[Dataset excerpts]
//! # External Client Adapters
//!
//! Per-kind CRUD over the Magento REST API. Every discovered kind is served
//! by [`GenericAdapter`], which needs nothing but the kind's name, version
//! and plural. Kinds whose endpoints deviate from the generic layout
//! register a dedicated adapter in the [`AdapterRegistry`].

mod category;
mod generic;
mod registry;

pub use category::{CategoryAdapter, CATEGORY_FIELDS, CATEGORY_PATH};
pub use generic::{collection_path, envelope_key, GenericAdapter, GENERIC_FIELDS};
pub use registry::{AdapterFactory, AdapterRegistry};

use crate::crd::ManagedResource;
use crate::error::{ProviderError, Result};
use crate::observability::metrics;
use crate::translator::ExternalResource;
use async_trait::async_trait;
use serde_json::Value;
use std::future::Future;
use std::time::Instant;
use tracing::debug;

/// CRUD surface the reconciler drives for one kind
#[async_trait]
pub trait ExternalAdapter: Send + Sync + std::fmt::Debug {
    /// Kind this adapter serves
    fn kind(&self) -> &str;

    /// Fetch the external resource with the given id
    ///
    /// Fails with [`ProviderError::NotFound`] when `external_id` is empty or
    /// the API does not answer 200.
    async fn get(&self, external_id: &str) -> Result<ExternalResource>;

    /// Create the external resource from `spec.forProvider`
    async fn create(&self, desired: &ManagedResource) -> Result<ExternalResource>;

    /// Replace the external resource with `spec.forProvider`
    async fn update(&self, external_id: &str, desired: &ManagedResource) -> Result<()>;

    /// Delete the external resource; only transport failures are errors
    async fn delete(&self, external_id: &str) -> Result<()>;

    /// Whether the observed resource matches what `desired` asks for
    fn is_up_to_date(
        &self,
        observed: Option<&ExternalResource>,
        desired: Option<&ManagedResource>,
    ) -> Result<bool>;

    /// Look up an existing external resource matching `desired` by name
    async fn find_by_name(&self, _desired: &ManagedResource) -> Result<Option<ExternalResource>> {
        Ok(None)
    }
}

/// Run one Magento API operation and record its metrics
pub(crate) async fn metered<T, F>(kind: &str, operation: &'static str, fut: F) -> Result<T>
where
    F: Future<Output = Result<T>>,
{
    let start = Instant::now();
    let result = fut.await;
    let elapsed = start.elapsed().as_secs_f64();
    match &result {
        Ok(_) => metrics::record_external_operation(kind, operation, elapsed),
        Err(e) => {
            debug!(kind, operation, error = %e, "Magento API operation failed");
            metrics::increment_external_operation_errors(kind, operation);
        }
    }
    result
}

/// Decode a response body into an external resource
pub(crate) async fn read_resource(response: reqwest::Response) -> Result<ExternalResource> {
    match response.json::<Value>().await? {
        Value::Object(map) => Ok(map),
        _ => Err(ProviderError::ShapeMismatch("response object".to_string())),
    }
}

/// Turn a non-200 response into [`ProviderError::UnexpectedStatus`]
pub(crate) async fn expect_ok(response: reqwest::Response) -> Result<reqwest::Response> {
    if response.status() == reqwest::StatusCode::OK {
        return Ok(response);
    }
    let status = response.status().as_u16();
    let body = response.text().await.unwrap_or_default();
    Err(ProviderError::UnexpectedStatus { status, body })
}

WORK TASK: Each entry must appear again in the answer exactly as written.

OUTPUT FOR THIS EXERCISE:
//! # External Client Adapters
//!
//! Per-kind CRUD over the Magento REST API. Every discovered kind is served
//! by [`GenericAdapter`], which needs nothing but the kind's name, version
//! and plural. Kinds whose endpoints deviate from the generic layout
//! register a dedicated adapter in the [`AdapterRegistry`].

mod category;
mod generic;
mod registry;

pub use category::{CategoryAdapter, CATEGORY_FIELDS, CATEGORY_PATH};
pub use generic::{collection_path, envelope_key, GenericAdapter, GENERIC_FIELDS};
pub use registry::{AdapterFactory, AdapterRegistry};

use crate::crd::ManagedResource;
use crate::error::{ProviderError, Result};
use crate::observability::metrics;
use crate::translator::ExternalResource;
use async_trait::async_trait;
use serde_json::Value;
use std::future::Future;
use std::time::Instant;
use tracing::debug;

/// CRUD surface the reconciler drives for one kind
#[async_trait]
pub trait ExternalAdapter: Send + Sync + std::fmt::Debug {
    /// Kind this adapter serves
    fn kind(&self) -> &str;

    /// Fetch the external resource with the given id
    ///
    /// Fails with [`ProviderError::NotFound`] when `external_id` is empty or
    /// the API does not answer 200.
    async fn get(&self, external_id: &str) -> Result<ExternalResource>;

    /// Create the external resource from `spec.forProvider`
    async fn create(&self, desired: &ManagedResource) -> Result<ExternalResource>;

    /// Replace the external resource with `spec.forProvider`
    async fn update(&self, external_id: &str, desired: &ManagedResource) -> Result<()>;

    /// Delete the external resource; only transport failures are errors
    async fn delete(&self, external_id: &str) -> Result<()>;

    /// Whether the observed resource matches what `desired` asks for
    fn is_up_to_date(
        &self,
        observed: Option<&ExternalResource>,
        desired: Option<&ManagedResource>,
    ) -> Result<bool>;

    /// Look up an existing external resource matching `desired` by name
    async fn find_by_name(&self, _desired: &ManagedResource) -> Result<Option<ExternalResource>> {
        Ok(None)
    }
}

/// Run one Magento API operation and record its metrics
pub(crate) async fn metered<T, F>(kind: &str, operation: &'static str, fut: F) -> Result<T>
where
    F: Future<Output = Result<T>>,
{
    let start = Instant::now();
    let result = fut.await;
    let elapsed = start.elapsed().as_secs_f64();
    match &result {
        Ok(_) => metrics::record_external_operation(kind, operation, elapsed),
        Err(e) => {
            debug!(kind, operation, error = %e, "Magento API operation failed");
            metrics::increment_external_operation_errors(kind, operation);
        }
    }
    result
}

/// Decode a response body into an external resource
pub(crate) async fn read_resource(response: reqwest::Response) -> Result<ExternalResource> {
    match response.json::<Value>().await? {
        Value::Object(map) => Ok(map),
        _ => Err(ProviderError::ShapeMismatch("response object".to_string())),
    }
}

/// Turn a non-200 response into [`ProviderError::UnexpectedStatus`]
pub(crate) async fn expect_ok(response: reqwest::Response) -> Result<reqwest::Response> {
    if response.status() == reqwest::StatusCode::OK {
        return Ok(response);
    }
    let status = response.status().as_u16();
    let body = response.text().await.unwrap_or_default();
    Err(ProviderError::UnexpectedStatus { status, body })
}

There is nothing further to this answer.